UNITED STATES DISTRICT COURT FOR THE DISTRICT OF MARYLAND
Dec 31, 2014
CIVIL NO. CCB-12-100 (D. Md. Dec. 31, 2014)

Opinion

CIVIL NO. CCB-12-100

12-31-2014

RICHARD DeBLOIS, Petitioner, v. WARDEN, et al., Respondent.


MEMORANDUM

Richard DeBlois, a Maryland prisoner, seeks relief under 28 U.S.C. § 2254. A response to his petition has been filed, to which DeBlois has replied. The matter is now ready for dispositive review. The court finds no need for a hearing. See Rules Governing Section 2254 Cases in the United States District Courts, Rule 8(a); Local Rule 105.6 (D. Md. 2014). For the reasons to follow, the petition will be denied.

BACKGROUND

Richard DeBlois pleaded guilty to one count of first degree assault on March 17, 2008, in the Circuit Court for Baltimore County. (See Response, Ex. 2, Plea Tr., ECF No. 10-2.) The State indicated that it would request a ten-year sentence and that the defense could argue in favor of any sentence it felt was appropriate. (See Plea Tr. 4.) During the plea colloquy, DeBlois's counsel and the court repeatedly advised DeBlois that, notwithstanding the State's recommendation that DeBlois receive a ten-year sentence, the court could impose a sentence of up to 25 years, which DeBlois indicated he understood. (See Plea Tr. 5, 8-9, 15-17.) During DeBlois's plea colloquy, he emphasized his hope that he would be recommended for drug treatment as part of his sentence. (See Plea Tr. 12.) The court, however, advised DeBlois that it was making no promises regarding recommendation for drug treatment, and DeBlois acknowledged he might not receive such treatment. (See Plea Tr. 13-14.) DeBlois asked to enter an Alford plea, acknowledging that the evidence against him was "overwhelming." (Plea Tr. 9-10.) The court agreed to entry of an Alford plea, and found his plea "free, knowing, voluntary and intelligent." (See Plea Tr. 9, 18.)

North Carolina v.
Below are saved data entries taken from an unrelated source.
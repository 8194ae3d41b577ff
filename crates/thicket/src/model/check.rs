//! Tri-state check values.

use serde::{Deserialize, Serialize};

/// Check state of a tree node.
///
/// Leaves only ever hold `Checked` or `Unchecked`. A group's state is derived
/// from its leaves and is `PartiallyChecked` when they disagree.
#[derive(Debug, Clone, Copy, PartialEq, Eq, Hash, Default, Serialize, Deserialize)]
#[serde(rename_all = "snake_case")]
pub enum CheckState {
    /// Item is unchecked.
    #[default]
    Unchecked,
    /// Some, but not all, leaves of a group are checked.
    PartiallyChecked,
    /// Item is checked.
    Checked,
}

impl CheckState {
    /// Returns `true` if the item is checked (fully or partially).
    pub fn is_checked(&self) -> bool {
        !matches!(self, CheckState::Unchecked)
    }

    /// Returns `true` if the item is fully checked.
    pub fn is_fully_checked(&self) -> bool {
        matches!(self, CheckState::Checked)
    }

    /// The state a user click moves to.
    ///
    /// `Checked` becomes `Unchecked`; anything else becomes `Checked`.
    pub fn toggle(&self) -> CheckState {
        match self {
            CheckState::Checked => CheckState::Unchecked,
            CheckState::Unchecked | CheckState::PartiallyChecked => CheckState::Checked,
        }
    }

    /// Maps a binary flag to `Checked` / `Unchecked`.
    pub fn from_flag(checked: bool) -> CheckState {
        if checked {
            CheckState::Checked
        } else {
            CheckState::Unchecked
        }
    }

    /// Binary flag for this state, or `None` for `PartiallyChecked`.
    pub fn as_flag(&self) -> Option<bool> {
        match self {
            CheckState::Checked => Some(true),
            CheckState::Unchecked => Some(false),
            CheckState::PartiallyChecked => None,
        }
    }

    /// Derives a group state from its leaves' flags.
    ///
    /// All checked gives `Checked`, all unchecked gives `Unchecked`, a mix
    /// gives `PartiallyChecked`. An empty sequence is `Unchecked`.
    pub fn from_flags<I>(flags: I) -> CheckState
    where
        I: IntoIterator<Item = bool>,
    {
        let (mut any_checked, mut any_unchecked) = (false, false);
        for flag in flags {
            if flag {
                any_checked = true;
            } else {
                any_unchecked = true;
            }
            if any_checked && any_unchecked {
                return CheckState::PartiallyChecked;
            }
        }
        CheckState::from_flag(any_checked)
    }
}

impl From<bool> for CheckState {
    fn from(checked: bool) -> Self {
        CheckState::from_flag(checked)
    }
}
Alford, 400 U.S. 25 (1970).

The facts proffered in support of the guilty plea indicated that on June 7, 2007, Baltimore County Police responded to a call of a "suspicious subject," later identified as DeBlois. (Plea Tr. 18.) Officer Jason Gensel observed DeBlois walking down Old Eastern Avenue with his face inside a brown paper bag. (See Plea Tr. 19.) Gensel approached DeBlois and twice requested he stop and turn around. (See Plea Tr. 19.) Gensel then moved closer to DeBlois, who "turned and threw liquid on to the officer's face." (Plea Tr. 20.) The liquid was later identified as paint thinner. (See Plea Tr. 20.)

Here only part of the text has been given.